YOUR INSTRUCTIONS
Take each line from the entries that holds "UserId" and copy it out.

GIVEN RECORDS
--------------------------------------------------
//! In-memory identity adapters for tests and local runs.

use async_trait::async_trait;
use jsonwebtoken::jwk::JwkSet;
use std::collections::HashMap;
use std::sync::atomic::{AtomicBool, AtomicUsize, Ordering};
use std::sync::{Arc, RwLock};

use crate::identity::{
    domain::{UserId, UserProfile},
    ports::{
        DirectoryError, DirectoryResult, KeySourceError, KeySourceResult, SigningKeySource,
        UserDirectory,
    },
};

/// Thread-safe in-memory user directory.
#[derive(Debug, Clone, Default)]
pub struct InMemoryUserDirectory {
    users: Arc<RwLock<HashMap<UserId, UserProfile>>>,
    unavailable: Arc<AtomicBool>,
}

impl InMemoryUserDirectory {
    /// Creates an empty directory.
    #[must_use]
    pub fn new() -> Self {
        Self::default()
    }

    /// Creates a directory seeded with the given profiles.
    #[must_use]
    pub fn with_users(users: impl IntoIterator<Item = UserProfile>) -> Self {
        let directory = Self::new();
        for user in users {
            directory.upsert(user);
        }
        directory
    }

    /// Inserts or replaces a profile.
    pub fn upsert(&self, user: UserProfile) {
        if let Ok(mut users) = self.users.write() {
            users.insert(user.user_id.clone(), user);
        }
    }

    /// Makes every subsequent lookup fail until reset.
    pub fn set_unavailable(&self, unavailable: bool) {
        self.unavailable.store(unavailable, Ordering::SeqCst);
    }

    fn check_available(&self) -> DirectoryResult<()> {
        if self.unavailable.load(Ordering::SeqCst) {
            return Err(DirectoryError::unavailable(std::io::Error::other(
                "directory marked unavailable",
            )));
        }
        Ok(())
    }
}

#[async_trait]
impl UserDirectory for InMemoryUserDirectory {
    async fn find_user(&self, user_id: &UserId) -> DirectoryResult<Option<UserProfile>> {
        self.check_available()?;
        let users = self
            .users
            .read()
            .map_err(|err| DirectoryError::unavailable(std::io::Error::other(err.to_string())))?;
        Ok(users.get(user_id).cloned())
    }

    async fn list_users(&self) -> DirectoryResult<Vec<UserProfile>> {
        self.check_available()?;
        let users = self
            .users
            .read()
            .map_err(|err| DirectoryError::unavailable(std::io::Error::other(err.to_string())))?;
        let mut listed: Vec<UserProfile> = users.values().cloned().collect();
        listed.sort_by(|left, right| left.user_id.cmp(&right.user_id));
        Ok(listed)
    }
}

/// Signing-key source serving a fixed key set.
///
/// Counts fetches so cache behaviour can be asserted.
#[derive(Debug, Clone)]
pub struct StaticKeySource {
    keys: Arc<RwLock<JwkSet>>,
    fetches: Arc<AtomicUsize>,
}

impl StaticKeySource {
    /// Creates a source serving `keys`.
    #[must_use]
    pub fn new(keys: JwkSet) -> Self {
        Self {
            keys: Arc::new(RwLock::new(keys)),
            fetches: Arc::new(AtomicUsize::new(0)),
        }
    }

    /// Replaces the served key set, simulating key rotation.
    pub fn rotate(&self, keys: JwkSet) {
        if let Ok(mut current) = self.keys.write() {
            *current = keys;
        }
    }

    /// Returns how many times the keys were fetched.
    #[must_use]
    pub fn fetch_count(&self) -> usize {
        self.fetches.load(Ordering::SeqCst)
    }
}

#[async_trait]
impl SigningKeySource for StaticKeySource {
    async fn fetch(&self) -> KeySourceResult<JwkSet> {
        self.fetches.fetch_add(1, Ordering::SeqCst);
        let keys = self
            .keys
            .read()
            .map_err(|err| KeySourceError::Malformed(err.to_string()))?;
        Ok(keys.clone())
    }
}
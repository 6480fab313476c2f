//! Index queries and restartable pagination.

use super::key::{
    IndexName, ItemKey, project_partition, sprint_partition, status_partition, user_partition,
};
use crate::identity::domain::UserId;
use crate::task::domain::{ProjectId, SprintId, TaskId, TaskStatus};
use serde::{Deserialize, Serialize};
use thiserror::Error;

/// Default page size for listings.
pub const DEFAULT_PAGE_LIMIT: usize = 50;

/// A query over one partition of one index.
#[derive(Debug, Clone, PartialEq, Eq)]
pub struct IndexQuery {
    index: IndexName,
    partition: String,
    sort_prefix: Option<String>,
}

impl IndexQuery {
    /// Every item stored under a task's partition.
    #[must_use]
    pub fn task_partition(task_id: &TaskId) -> Self {
        Self::new(IndexName::Primary, ItemKey::task_partition(task_id))
    }

    /// Assignments of a task.
    #[must_use]
    pub fn assignments_of(task_id: &TaskId) -> Self {
        Self::task_partition(task_id).with_sort_prefix("ASSIGNMENT#")
    }

    /// Comments on a task, oldest first.
    #[must_use]
    pub fn comments_on(task_id: &TaskId) -> Self {
        Self::task_partition(task_id).with_sort_prefix("COMMENT#")
    }

    /// Tasks with the given status, oldest first.
    #[must_use]
    pub fn by_status(status: TaskStatus) -> Self {
        Self::new(IndexName::Status, status_partition(status))
    }

    /// Assignments held by a user.
    #[must_use]
    pub fn by_assignee(user_id: &UserId) -> Self {
        Self::new(IndexName::Assignee, user_partition(user_id))
    }

    /// Tasks in a sprint.
    #[must_use]
    pub fn by_sprint(sprint_id: SprintId) -> Self {
        Self::new(IndexName::Sprint, sprint_partition(sprint_id))
    }

    /// Tasks in a project, oldest first.
    #[must_use]
    pub fn tasks_in_project(project_id: ProjectId) -> Self {
        Self::new(IndexName::Project, project_partition(project_id)).with_sort_prefix("CREATED_AT#")
    }

    fn new(index: IndexName, partition: String) -> Self {
        Self {
            index,
            partition,
            sort_prefix: None,
        }
    }

    /// Restricts the query to index sort keys starting with `prefix`.
    #[must_use]
    pub fn with_sort_prefix(mut self, prefix: impl Into<String>) -> Self {
        self.sort_prefix = Some(prefix.into());
        self
    }

    /// Returns the index being queried.
    #[must_use]
    pub const fn index(&self) -> IndexName {
        self.index
    }

    /// Returns the index partition.
    #[must_use]
    pub fn partition(&self) -> &str {
        &self.partition
    }

    /// Returns the sort-key prefix, if any.
    #[must_use]
    pub fn sort_prefix(&self) -> Option<&str> {
        self.sort_prefix.as_deref()
    }
}

/// Opaque continuation token returned with a page.
#[derive(Debug, Clone, PartialEq, Eq, Hash, Serialize, Deserialize)]
#[serde(transparent)]
pub struct Cursor(String);

/// Error returned for a cursor that was not produced by the store.
#[derive(Debug, Clone, Error, PartialEq, Eq)]
#[error("invalid pagination cursor")]
pub struct InvalidCursor;

/// Decoded cursor: the index sort key and primary key of the last item
/// returned.
#[derive(Debug, Clone, PartialEq, Eq, Serialize, Deserialize)]
pub struct CursorPosition {
    /// Index sort key.
    #[serde(rename = "s")]
    pub sort: String,
    /// Primary partition key.
    #[serde(rename = "pk")]
    pub partition_key: String,
    /// Primary sort key.
    #[serde(rename = "sk")]
    pub sort_key: String,
}

impl CursorPosition {
    /// Returns the primary key recorded in the position.
    #[must_use]
    pub fn item_key(&self) -> ItemKey {
        ItemKey::from_parts(self.partition_key.clone(), self.sort_key.clone())
    }
}

impl Cursor {
    /// Encodes a position into a token.
    #[must_use]
    pub fn encode(position: &CursorPosition) -> Self {
        let json = serde_json::to_vec(position).unwrap_or_default();
        Self(hex::encode(json))
    }

    /// Wraps a token received from a caller.
    #[must_use]
    pub fn from_token(token: impl Into<String>) -> Self {
        Self(token.into())
    }

    /// Returns the token text.
    #[must_use]
    pub fn as_str(&self) -> &str {
        &self.0
    }

    /// Decodes the token.
    ///
    /// # Errors
    ///
    /// Returns [`InvalidCursor`] when the token is not valid hex-encoded
    /// position JSON.
    pub fn decode(&self) -> Result<CursorPosition, InvalidCursor> {
        let bytes = hex::decode(&self.0).map_err(|_| InvalidCursor)?;
        serde_json::from_slice(&bytes).map_err(|_| InvalidCursor)
    }
}

/// Page size and continuation point for a query.
#[derive(Debug, Clone, PartialEq, Eq)]
pub struct PageRequest {
    limit: usize,
    start_after: Option<Cursor>,
}

impl Default for PageRequest {
    fn default() -> Self {
        Self::first(DEFAULT_PAGE_LIMIT)
    }
}

impl PageRequest {
    /// Requests the first page. A zero limit is raised to one.
    #[must_use]
    pub fn first(limit: usize) -> Self {
        Self {
            limit: limit.max(1),
            start_after: None,
        }
    }

    /// Continues after `cursor`.
    #[must_use]
    pub fn after(mut self, cursor: Cursor) -> Self {
        self.start_after = Some(cursor);
        self
    }

    /// Continues after `cursor` when present.
    #[must_use]
    pub fn resume(self, cursor: Option<Cursor>) -> Self {
        match cursor {
            Some(token) => self.after(token),
            None => self,
        }
    }

    /// Returns the page size.
    #[must_use]
    pub const fn limit(&self) -> usize {
        self.limit
    }

    /// Returns the continuation cursor, if any.
    #[must_use]
    pub const fn start_after(&self) -> Option<&Cursor> {
        self.start_after.as_ref()
    }
}

/// One page of query results.
#[derive(Debug, Clone, PartialEq, Eq)]
pub struct Page<T> {
    /// Items in index order.
    pub items: Vec<T>,
    /// Cursor for the next page; `None` on the last page.
    pub next: Option<Cursor>,
}

impl<T> Page<T> {
    /// Maps the items, keeping the cursor.
    #[must_use]
    pub fn map<U>(self, f: impl FnMut(T) -> U) -> Page<U> {
        Page {
            items: self.items.into_iter().map(f).collect(),
            next: self.next,
        }
    }
}
//! Step definitions for task lifecycle scenarios.

pub mod given;
pub mod then;
pub mod when;
pub mod world;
--------------------------------------------------
ANSWER TO THE PROBLEM
    domain::{UserId, UserProfile},
    users: Arc<RwLock<HashMap<UserId, UserProfile>>>,
    async fn find_user(&self, user_id: &UserId) -> DirectoryResult<Option<UserProfile>> {
use crate::identity::domain::UserId;
    pub fn by_assignee(user_id: &UserId) -> Self {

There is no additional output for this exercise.